At the high end, $1,500 is 0.5 percent of a $300,000 home purchase. Again, that’s 0.5 percent.
That $1,500 is an immaterial amount of money in relation to the size of the financial decision at stake. I’d argue that the odds are excellent that Sally finds a much better deal over a six-month period with patient and methodical research—and no pressure to move quickly. And I’d argue that Sally finds it much easier to negotiate terms and price of a property once under contract with a seller without the self-inflicted artificially constructed pressure of a looming lease termination date influencing her decision-making!
Remember the Big Picture
I’d argue removing this ridiculous deadline from her decision-making process could be worth tens of thousands of dollars to the Sallys of the world, who otherwise might be rushing into their first home purchase.
“But my landlord simply won’t sign a month-to-month with me!” Sally might say.
Then, MOVE to a rental that will go month-to-month!
I am completely aware that no one likes moving unnecessarily. Too bad. This is a necessary move when considering your first home purchase. You are talking about taking a couple of crappy weekend days during which you temporarily move out of one rental and into another while you search for your first home purchase. The stakes are too high to fail to deal with the temporary discomfort of potentially having to move.

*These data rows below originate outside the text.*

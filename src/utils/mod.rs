//! Console helpers shared by the binary and the pipeline stages

pub mod progress;
pub mod styling;

pub use progress::*;
pub use styling::*;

Related: The 5-Step Newbie Guide to Successful Real Estate Bookkeeping
Sally must accept this option as a possibility and be willing to take action and move if necessary. Sally might make a decision that is $10,000, $25,000, or maybe even $50,000 better without pressure than she might under pressure. Being able to walk away is a card that you MUST have at the negotiation table, and it is particularly important to the very people who voluntarily discard it from their hand by failing to find a temporary housing solution while searching for their first home purchase.
Suck it up and move multiple times in a year if you don’t have the option to reasonably rent month-to-month in your current place.
Time and again, people come to me with premises like this. They tell me that they plan to buy a first home or to “house-hack,” but they must make their purchase by a certain date when their lease expires. They are rushing into several-hundred-thousand-dollar decisions in order to save a few hundred dollars and a little bit of a potential headache. They lose the forest for the trees.
Do not do this to yourself. Do not put yourself under pressure to make a decision quickly.
Sure, a few hundred or thousand dollars in increased rent beyond your current monthly rate may seem like a lot of money. It IS a lot of money. But it is NOT a lot of money in the context of a several-hundred-thousand-dollar first home purchase that is likely to be the largest financial transaction you have undergone in your life to that point.
Understand the stakes, and understand the context. Pay the extra rent, move if necessary, and give yourself the extended timeline you need to give yourself the best possible odds of making a quality decision.